During this period, Martin Slater had been building and racing his own Formula Junior cars then in 1971 decided to build a chassis for the British Formula Atlantic Championship. The Lyncar 001 was the result and this was followed by a series of machines. Driving a Lyncar, John took their first victory in May 1972 at Mallory Park and would go on to finish third in the British Formula Atlantic championship behind Bill Gubelmann and Cyd Williams. However, although the 002 was competitive, taking a victory with it, the replacement 003 proved unreliable and dropped John out of contention. He retired due to an accident at the season’s opening race but then took third in the next three rounds at Oulton Park, Silverstone and Mallory Park. There followed a fifth at Snetterton, third places at Brands Hatch, Mallory Park and Snetterton, second at Brands Hatch and then the victory at Mallory Park at the end of May. The 002’s last outing came at Silverstone in June, taking third at Silverstone before he switched to the 003. Unfortunately he went on suffer a frustrating amount of retirements at Brands Hatch (battery lead), Snetterton (aerofoil strut), Brands Hatch (overheating), Croft (gear selection), Silverstone (engine) and due to an accident at Oulton Park. His only finishes netted fifth at Mallory Park and Brands Hatch, plus sixth at Oulton Park and at the season’s final round at Brands Hatch on Boxing Day he took the flag in second place. In March that year Denny Hulme scored McLaren’s first GP win for three years and the first with an engine overseen by John, at Kyalami. Later in the year he was offered a job by March, with Max Mosley wanting him to prepare the team’s BMW F2 engines and there would also have been a chance for him to race as well though he eventually rejected the offer. From there he told how “I went back to McLaren’s determined to leave, go it alone, and continue in Atlantic. It was a Saturday afternoon and when I got back, Teddy Mayer was at McLarens. I told him what I was going to do, but he wouldn’t hear of it. We went to Phil Kerr’s house that evening, and by the time I’d left, we had a business contract to go into overhauling McLaren’s DFVs as a separate business.” He found a premises in Hounslow and established Nicholson-McLaren Racing Engines and in 1973 Denny Hulme scored the company’s first GP win in Sweden, followed later by Peter Revson winning at Silverstone and Canada.

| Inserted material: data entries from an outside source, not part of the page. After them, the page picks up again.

use docline::dates::{
    DateExtraction, DateRules, DateScanner, is_prefixed_by, previous_word_start,
};

fn extract_field(text: &str) -> Option<String> {
    DateScanner::default().extract(text, 0).as_field()
}

#[test]
fn extracts_dates_from_document_prose() {
    let cases = [
        ("January 4, 1952.", "1952-01-04"),
        ("June 19, 1953.", "1953-06-19"),
        ("October 8, 1954-7 p.m.", "1954-10-08"),
        ("White House, 9:05 a.m., December 17, 1954", "1954-12-17"),
        ("May4, 1865", "1865-05-04"),
        ("Nyans were born in September, 1990", "1990-09"),
        (
            "Creatures were born in February 1980, on the 20th",
            "1980-02-20",
        ),
        ("14th of May, 1865", "1865-05-14"),
        ("14th day of May, 1865", "1865-05-14"),
        (
            "We met on the 10th of April, but the agreement was signed on the 16th day of May, 1992",
            "1992-05-16",
        ),
        ("the 22d day of the month of April, 1865", "1865-04-22"),
        ("15th day of September (Saturday), 1990", "1990-09-15"),
        ("15th April, 1986", "1986-04-15"),
        ("april 22nd, 1986", "1986-04-22"),
        ("on the 12th day of May, in the year 1865", "1865-05-12"),
        ("on the 12th day of May, in the year of our Lord 1865", "1865-05-12"),
        (
            "File No. 837.00/571. [Document 336]February 19, 1912.No. 122.]Sir: I",
            "1912-02-19",
        ),
        (
            "Telegram transmitted to the Secretary of State Dec. 11, 1911",
            "1911-12-11",
        ),
    ];

    for (text, expected) in cases {
        assert_eq!(
            extract_field(text).as_deref(),
            Some(expected),
            "input: {text}"
        );
    }
}

#[test]
fn explicit_undated_marker_wins_over_nothing() {
    assert_eq!(extract_field("Washington, undated").as_deref(), Some("Undated"));
    assert_eq!(extract_field("Undated").as_deref(), Some("Undated"));
    assert_eq!(extract_field("UNDATED DRAFT").as_deref(), Some("Undated"));
}

#[test]
fn text_without_signal_yields_not_found() {
    let scanner = DateScanner::default();
    assert_eq!(
        scanner.extract("Sir: I have the honor to report.", 0),
        DateExtraction::NotFound
    );
    assert_eq!(scanner.extract("", 0), DateExtraction::NotFound);
    assert_eq!(
        scanner.extract("Document 336, page 12", 0),
        DateExtraction::NotFound
    );
}

#[test]
fn month_without_nearby_numerals_is_skipped() {
    // The bare "May" carries no digits within its window, so the scan moves
    // on and the text ends without a date.
    assert_eq!(
        extract_field("Early in May the delegation departed without ceremony"),
        None
    );
}

#[test]
fn out_of_range_pair_skips_to_a_later_month() {
    // The first window reads 3000/45 as year/day, both out of range, so the
    // occurrence is dropped and the later month supplies the date.
    assert_eq!(
        extract_field("Lot 3000 May 45, then reissued June 4, 1950"),
        Some("1950-06-04".to_string())
    );
}

#[test]
fn two_digit_year_is_rejected_not_repaired() {
    // "May '65"-style years fall below the floor and the occurrence is
    // dropped rather than guessed at.
    assert_eq!(extract_field("Received May 65"), None);
}

#[test]
fn single_numeral_path_checks_only_the_year_floor() {
    assert_eq!(
        extract_field("Colony ships were promised for May 2150"),
        Some("2150-05".to_string())
    );
}

#[test]
fn smaller_numeral_is_the_day_regardless_of_order() {
    let scanner = DateScanner::default();
    assert_eq!(
        scanner.extract("September 1954, the 7th", 0),
        DateExtraction::Dated {
            year: 1954,
            month: 9,
            day: Some(7),
        }
    );
    assert_eq!(
        scanner.extract("September 7, 1954", 0),
        DateExtraction::Dated {
            year: 1954,
            month: 9,
            day: Some(7),
        }
    );
}

#[test]
fn numerals_beyond_the_second_are_ignored() {
    assert_eq!(
        extract_field("February 19, 1912.No. 122.]Sir"),
        Some("1912-02-19".to_string())
    );
}

#[test]
fn extraction_is_pure_and_idempotent() {
    let scanner = DateScanner::default();
    let text = "White House, 9:05 a.m., December 17, 1954";
    assert_eq!(scanner.extract(text, 0), scanner.extract(text, 0));
}

#[test]
fn offset_restricts_the_scan_to_the_tail() {
    let scanner = DateScanner::default();
    let text = "Signed June 19, 1953, and countersigned July 2, 1954";
    let past_first = text.find("countersigned").expect("marker must exist");

    assert_eq!(
        scanner.extract(text, past_first).as_field().as_deref(),
        Some("1954-07-02")
    );
    assert_eq!(
        scanner.extract(text, text.len()),
        DateExtraction::NotFound
    );
}

#[test]
fn trailing_window_is_a_tunable_constant() {
    let narrow = DateScanner::new(DateRules {
        trailing_window: 2,
        ..DateRules::default()
    });

    // With only two characters past the month, the year is out of reach.
    assert_eq!(narrow.extract("September 1954", 0), DateExtraction::NotFound);
}

#[test]
fn undated_is_only_checked_past_the_cursor() {
    // The disclaimer precedes a rejected month occurrence, so by the time
    // the scan runs dry the marker is behind the cursor.
    let scanner = DateScanner::default();
    assert_eq!(
        scanner.extract("undated; see also May 65", 0),
        DateExtraction::NotFound
    );
}

#[test]
fn previous_word_start_walks_back_two_words_at_most() {
    assert_eq!(previous_word_start("one two three", 4), 0);
    assert_eq!(previous_word_start("one two three", 8), 4);
    assert_eq!(previous_word_start("one two three", 0), 0);
}

#[test]
fn previous_word_start_stops_at_punctuation() {
    assert_eq!(previous_word_start("[Document 336]November", 14), 14);
    assert_eq!(previous_word_start("[Document 336] November", 15), 15);
    assert_eq!(previous_word_start("[Document 336]hi November", 17), 14);
}

#[test]
fn previous_word_start_is_total_over_utf8() {
    // Multi-byte characters act as word fences, never as panic sites.
    let text = "émigré — May";
    let offset = text.find("May").expect("marker must exist");
    let start = previous_word_start(text, offset);
    assert!(text.is_char_boundary(start));
    assert!(start <= offset);
}

#[test]
fn prefix_detector_matches_exact_preceding_bytes() {
    assert!(is_prefixed_by("nyan", "nya", 3));
    assert!(is_prefixed_by("14th of May, 1865", " of ", 8));
    assert!(is_prefixed_by("14th day of May, 1865", " day of ", 12));
    assert!(!is_prefixed_by("May, 1865", " day of ", 0));
    assert!(!is_prefixed_by("of May", " of ", 3));
}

John now had Pinch Plant Hire sponsorship and he contested two championships during 1973, the six-race Yellow Pages series and the 18-race BP British Series. His race career flourished as he would go on to take the BP title and was second to Colin Vandervell in the Yellow Pages Series. He and Colin Vandervell battled through the two series, with John winning more races than anyone else (seven) in his Lyncars (003 and an 005 was introduced in July) while the March 73Bs of Vanderwell, Friswell and Choularton between them won eight races; the March 722 of David Purley won another five. Tom Pryce won three consecutive rounds early in the season in the Royale RP12A but moved to the Rondel F2 team and was in F1 by the following season. Purley remained in contention until near the end of the BP series but retired from the last two races allowing John and C.Vanderwell to pull away. Racing his Lyncar 003, in the Yellow Page’s first two rounds he was fifth at Mallory Park in May then third at Brands Hatch. The next race was the first round of the BP series and he was fifth at Oulton Park while the following rounds saw a third at Mallory Park, sixth at Snetterton, eighth at Brands Hatch then seventh at Mallory Park. Alternating between the two series, in Yellow Pages races he won at Silverstone in May, then was fifth at Brands Hatch, won at Silverstone in July (now in the 005) and in the final round at Oulton Park in early September he was fourth. The BP Championship races produced a second at Mallory Park in late June followed by victory at Oulton Park in early July then further victories at Mallory Park and Silverstone. In August he was second at Brands Hatch and on consecutive days at the end of that month he was third at Mallory Park and fourth at Snetterton. After Oulton Park’s Yellow Pages final round in September, the following five races were all BP events and he was third at Oulton Park, fifth at Brands Hatch, won at Oulton Park, took second at Brands Hatch then wound down his season with victory in the final event at Snetterton. His 88 points saw him finish second to Colin Vandervell’s 92 points in the Yellow Pages Championship though 5 victories and 92 points saw him take the BP championship, beating C.Vandervell’s 3 wins and 79 points. At 1973’s British GP meeting he had built his own engine for the brand-new Lyncar plus had also built the Ford DVD engines which propelled the McLaren M23s of Revson and Hulme to first and third places in the GP.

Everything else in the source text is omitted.